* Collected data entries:
________________________________________

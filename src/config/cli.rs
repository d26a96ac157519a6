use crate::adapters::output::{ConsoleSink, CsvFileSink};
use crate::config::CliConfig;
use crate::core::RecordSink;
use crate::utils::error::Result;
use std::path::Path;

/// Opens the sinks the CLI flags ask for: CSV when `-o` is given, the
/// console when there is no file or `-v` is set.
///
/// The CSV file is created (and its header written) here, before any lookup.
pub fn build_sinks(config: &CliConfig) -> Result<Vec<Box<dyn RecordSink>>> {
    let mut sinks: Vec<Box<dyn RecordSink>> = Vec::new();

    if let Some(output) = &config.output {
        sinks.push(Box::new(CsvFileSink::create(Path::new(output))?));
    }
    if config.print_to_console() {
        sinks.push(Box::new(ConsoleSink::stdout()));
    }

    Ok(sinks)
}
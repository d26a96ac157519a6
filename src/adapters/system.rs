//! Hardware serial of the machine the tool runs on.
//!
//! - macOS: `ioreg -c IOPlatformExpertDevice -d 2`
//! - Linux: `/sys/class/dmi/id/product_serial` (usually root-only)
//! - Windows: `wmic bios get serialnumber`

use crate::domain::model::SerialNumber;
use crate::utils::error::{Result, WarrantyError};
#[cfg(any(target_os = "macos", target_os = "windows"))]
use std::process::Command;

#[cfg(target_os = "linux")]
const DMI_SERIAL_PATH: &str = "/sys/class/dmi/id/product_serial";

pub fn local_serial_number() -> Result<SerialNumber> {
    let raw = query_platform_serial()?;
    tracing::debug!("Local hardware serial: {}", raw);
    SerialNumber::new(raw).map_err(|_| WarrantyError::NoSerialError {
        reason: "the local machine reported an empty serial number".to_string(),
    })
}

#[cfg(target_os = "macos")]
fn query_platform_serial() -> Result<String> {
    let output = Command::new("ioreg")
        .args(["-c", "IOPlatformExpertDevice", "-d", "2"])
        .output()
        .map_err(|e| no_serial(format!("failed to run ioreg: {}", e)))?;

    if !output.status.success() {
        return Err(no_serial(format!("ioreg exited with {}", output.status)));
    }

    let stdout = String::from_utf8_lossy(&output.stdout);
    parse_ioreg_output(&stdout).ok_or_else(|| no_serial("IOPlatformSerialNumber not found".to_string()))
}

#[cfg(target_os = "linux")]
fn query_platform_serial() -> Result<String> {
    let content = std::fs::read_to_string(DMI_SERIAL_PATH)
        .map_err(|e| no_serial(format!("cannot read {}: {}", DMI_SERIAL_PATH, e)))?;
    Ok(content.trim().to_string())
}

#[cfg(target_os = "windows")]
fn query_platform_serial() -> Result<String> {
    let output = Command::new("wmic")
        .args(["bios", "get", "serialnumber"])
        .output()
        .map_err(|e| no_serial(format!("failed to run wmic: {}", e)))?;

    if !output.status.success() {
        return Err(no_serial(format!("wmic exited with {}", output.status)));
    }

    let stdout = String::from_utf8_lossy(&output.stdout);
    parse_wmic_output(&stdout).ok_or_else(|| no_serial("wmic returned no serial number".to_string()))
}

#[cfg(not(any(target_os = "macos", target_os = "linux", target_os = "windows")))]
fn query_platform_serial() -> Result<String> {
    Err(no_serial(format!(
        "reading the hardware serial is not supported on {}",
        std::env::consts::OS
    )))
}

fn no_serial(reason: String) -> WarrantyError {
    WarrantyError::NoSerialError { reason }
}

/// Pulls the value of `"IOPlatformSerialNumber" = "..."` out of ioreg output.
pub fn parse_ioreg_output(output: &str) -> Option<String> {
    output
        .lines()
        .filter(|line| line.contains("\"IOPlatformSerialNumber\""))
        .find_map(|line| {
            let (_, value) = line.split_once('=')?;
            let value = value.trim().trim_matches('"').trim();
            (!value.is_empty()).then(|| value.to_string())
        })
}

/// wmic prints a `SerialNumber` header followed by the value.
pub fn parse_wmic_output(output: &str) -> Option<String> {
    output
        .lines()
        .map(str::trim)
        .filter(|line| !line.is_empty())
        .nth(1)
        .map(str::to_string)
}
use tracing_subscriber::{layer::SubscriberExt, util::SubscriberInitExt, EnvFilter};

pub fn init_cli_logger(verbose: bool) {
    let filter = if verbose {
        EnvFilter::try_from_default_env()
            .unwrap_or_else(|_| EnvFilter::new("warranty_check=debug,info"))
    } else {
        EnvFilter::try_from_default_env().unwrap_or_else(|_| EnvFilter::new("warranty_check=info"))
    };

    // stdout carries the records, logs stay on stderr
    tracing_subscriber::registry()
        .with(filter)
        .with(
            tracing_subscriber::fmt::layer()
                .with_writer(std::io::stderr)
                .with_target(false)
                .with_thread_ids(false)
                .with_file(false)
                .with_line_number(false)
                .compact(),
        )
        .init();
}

________________________________________

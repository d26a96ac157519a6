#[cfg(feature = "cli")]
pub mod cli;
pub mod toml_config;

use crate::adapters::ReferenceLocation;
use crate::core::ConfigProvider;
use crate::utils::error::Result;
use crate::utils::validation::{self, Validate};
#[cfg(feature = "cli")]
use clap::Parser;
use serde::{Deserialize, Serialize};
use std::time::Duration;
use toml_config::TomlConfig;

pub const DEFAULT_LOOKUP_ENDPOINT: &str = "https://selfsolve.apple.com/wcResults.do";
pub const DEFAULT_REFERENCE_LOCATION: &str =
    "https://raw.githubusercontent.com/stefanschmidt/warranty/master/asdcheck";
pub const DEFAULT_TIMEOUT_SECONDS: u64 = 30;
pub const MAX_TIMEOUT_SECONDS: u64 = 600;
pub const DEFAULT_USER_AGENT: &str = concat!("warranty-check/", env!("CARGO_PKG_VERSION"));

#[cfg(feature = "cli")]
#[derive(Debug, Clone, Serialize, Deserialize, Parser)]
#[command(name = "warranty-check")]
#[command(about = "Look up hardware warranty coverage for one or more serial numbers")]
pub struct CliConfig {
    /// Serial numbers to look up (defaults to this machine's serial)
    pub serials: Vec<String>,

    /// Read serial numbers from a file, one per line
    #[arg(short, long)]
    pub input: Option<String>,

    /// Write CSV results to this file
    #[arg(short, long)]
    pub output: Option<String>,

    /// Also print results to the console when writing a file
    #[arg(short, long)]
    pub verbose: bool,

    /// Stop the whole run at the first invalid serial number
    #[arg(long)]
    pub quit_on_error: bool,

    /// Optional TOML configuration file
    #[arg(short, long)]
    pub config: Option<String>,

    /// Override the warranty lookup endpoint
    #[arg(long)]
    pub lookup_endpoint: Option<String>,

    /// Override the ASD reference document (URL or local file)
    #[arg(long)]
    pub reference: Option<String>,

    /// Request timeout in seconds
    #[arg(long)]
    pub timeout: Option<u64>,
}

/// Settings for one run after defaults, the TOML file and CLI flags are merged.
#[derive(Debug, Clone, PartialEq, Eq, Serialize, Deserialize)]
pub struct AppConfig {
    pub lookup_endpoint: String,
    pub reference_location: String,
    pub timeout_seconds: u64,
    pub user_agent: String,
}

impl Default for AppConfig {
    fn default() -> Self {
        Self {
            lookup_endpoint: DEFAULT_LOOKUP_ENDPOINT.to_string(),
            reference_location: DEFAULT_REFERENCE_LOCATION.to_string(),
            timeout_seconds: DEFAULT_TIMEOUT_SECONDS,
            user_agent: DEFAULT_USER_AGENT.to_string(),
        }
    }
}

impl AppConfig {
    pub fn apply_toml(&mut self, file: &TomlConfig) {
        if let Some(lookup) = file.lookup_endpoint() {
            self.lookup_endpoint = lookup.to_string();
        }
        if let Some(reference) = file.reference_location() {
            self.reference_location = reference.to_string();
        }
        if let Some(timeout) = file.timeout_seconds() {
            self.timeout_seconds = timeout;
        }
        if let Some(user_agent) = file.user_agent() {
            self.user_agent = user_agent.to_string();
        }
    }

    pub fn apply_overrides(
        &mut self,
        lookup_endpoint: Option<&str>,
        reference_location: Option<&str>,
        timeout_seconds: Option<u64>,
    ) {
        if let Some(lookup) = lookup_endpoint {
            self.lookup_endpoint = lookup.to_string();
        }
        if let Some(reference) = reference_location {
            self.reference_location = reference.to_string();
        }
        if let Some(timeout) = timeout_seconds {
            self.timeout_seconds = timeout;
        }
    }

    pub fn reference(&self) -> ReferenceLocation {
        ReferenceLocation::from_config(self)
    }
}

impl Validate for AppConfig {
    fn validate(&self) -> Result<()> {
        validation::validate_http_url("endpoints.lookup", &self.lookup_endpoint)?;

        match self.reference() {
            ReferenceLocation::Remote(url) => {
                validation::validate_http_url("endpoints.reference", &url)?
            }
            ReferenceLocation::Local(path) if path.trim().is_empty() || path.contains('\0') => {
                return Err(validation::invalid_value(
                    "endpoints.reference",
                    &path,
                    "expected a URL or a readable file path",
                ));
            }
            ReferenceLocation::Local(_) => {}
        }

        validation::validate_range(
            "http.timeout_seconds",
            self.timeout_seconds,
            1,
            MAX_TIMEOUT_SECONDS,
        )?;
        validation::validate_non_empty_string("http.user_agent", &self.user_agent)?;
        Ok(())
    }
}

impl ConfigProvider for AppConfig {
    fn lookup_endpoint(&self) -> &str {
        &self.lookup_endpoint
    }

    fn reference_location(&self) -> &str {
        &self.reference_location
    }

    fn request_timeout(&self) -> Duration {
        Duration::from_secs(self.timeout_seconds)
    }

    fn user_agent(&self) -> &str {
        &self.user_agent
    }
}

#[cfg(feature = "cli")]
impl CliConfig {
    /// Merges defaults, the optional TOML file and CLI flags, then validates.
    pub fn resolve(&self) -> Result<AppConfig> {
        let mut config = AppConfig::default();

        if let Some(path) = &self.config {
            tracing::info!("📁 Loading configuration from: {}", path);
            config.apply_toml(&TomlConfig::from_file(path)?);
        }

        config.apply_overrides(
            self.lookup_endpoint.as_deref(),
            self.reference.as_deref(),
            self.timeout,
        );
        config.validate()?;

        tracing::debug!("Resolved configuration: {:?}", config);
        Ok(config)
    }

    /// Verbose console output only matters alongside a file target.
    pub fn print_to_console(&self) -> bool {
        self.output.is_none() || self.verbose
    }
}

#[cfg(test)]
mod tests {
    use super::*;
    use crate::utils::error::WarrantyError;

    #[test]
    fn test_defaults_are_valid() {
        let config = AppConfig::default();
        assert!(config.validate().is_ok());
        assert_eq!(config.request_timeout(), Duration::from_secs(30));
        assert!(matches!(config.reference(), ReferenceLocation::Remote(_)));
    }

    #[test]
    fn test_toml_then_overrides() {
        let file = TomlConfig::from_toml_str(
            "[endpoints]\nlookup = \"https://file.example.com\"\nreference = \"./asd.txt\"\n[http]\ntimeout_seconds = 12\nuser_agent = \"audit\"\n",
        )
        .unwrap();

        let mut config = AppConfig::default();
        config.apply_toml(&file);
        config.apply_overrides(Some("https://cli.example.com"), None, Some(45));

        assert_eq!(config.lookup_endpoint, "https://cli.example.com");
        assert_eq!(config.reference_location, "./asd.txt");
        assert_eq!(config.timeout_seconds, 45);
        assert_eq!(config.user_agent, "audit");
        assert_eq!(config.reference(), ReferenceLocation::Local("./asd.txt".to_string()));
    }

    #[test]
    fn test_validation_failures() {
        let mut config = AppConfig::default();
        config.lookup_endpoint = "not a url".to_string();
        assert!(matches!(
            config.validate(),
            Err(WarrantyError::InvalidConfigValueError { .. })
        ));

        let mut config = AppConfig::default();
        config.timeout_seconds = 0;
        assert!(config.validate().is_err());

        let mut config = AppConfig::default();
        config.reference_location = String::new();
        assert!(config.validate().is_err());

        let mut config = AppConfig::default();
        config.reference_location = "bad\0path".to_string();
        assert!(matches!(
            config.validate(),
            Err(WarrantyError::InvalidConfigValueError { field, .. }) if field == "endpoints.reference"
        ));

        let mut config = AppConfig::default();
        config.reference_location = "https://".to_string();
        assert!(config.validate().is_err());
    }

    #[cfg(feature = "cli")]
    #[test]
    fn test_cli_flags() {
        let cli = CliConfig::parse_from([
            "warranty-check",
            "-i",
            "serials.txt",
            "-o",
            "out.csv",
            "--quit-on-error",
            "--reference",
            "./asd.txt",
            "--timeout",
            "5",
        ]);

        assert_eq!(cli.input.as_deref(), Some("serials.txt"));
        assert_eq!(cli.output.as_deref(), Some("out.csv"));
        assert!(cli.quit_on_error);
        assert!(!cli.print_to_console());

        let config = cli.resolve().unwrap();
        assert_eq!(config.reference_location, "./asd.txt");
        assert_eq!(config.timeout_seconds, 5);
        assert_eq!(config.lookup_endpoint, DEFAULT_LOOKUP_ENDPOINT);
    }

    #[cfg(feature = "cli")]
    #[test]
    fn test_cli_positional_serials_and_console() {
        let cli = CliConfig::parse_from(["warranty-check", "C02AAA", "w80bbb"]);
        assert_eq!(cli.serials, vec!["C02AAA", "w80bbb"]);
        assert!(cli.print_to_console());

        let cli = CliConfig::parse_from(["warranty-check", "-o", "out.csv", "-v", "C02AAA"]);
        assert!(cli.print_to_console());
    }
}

________________________________________

* REQUIRED WORK: Read the entries and pick out all lines that include the word "bool".

* ANSWER:
pub fn init_cli_logger(verbose: bool) {
    pub verbose: bool,
    pub quit_on_error: bool,
    pub fn print_to_console(&self) -> bool {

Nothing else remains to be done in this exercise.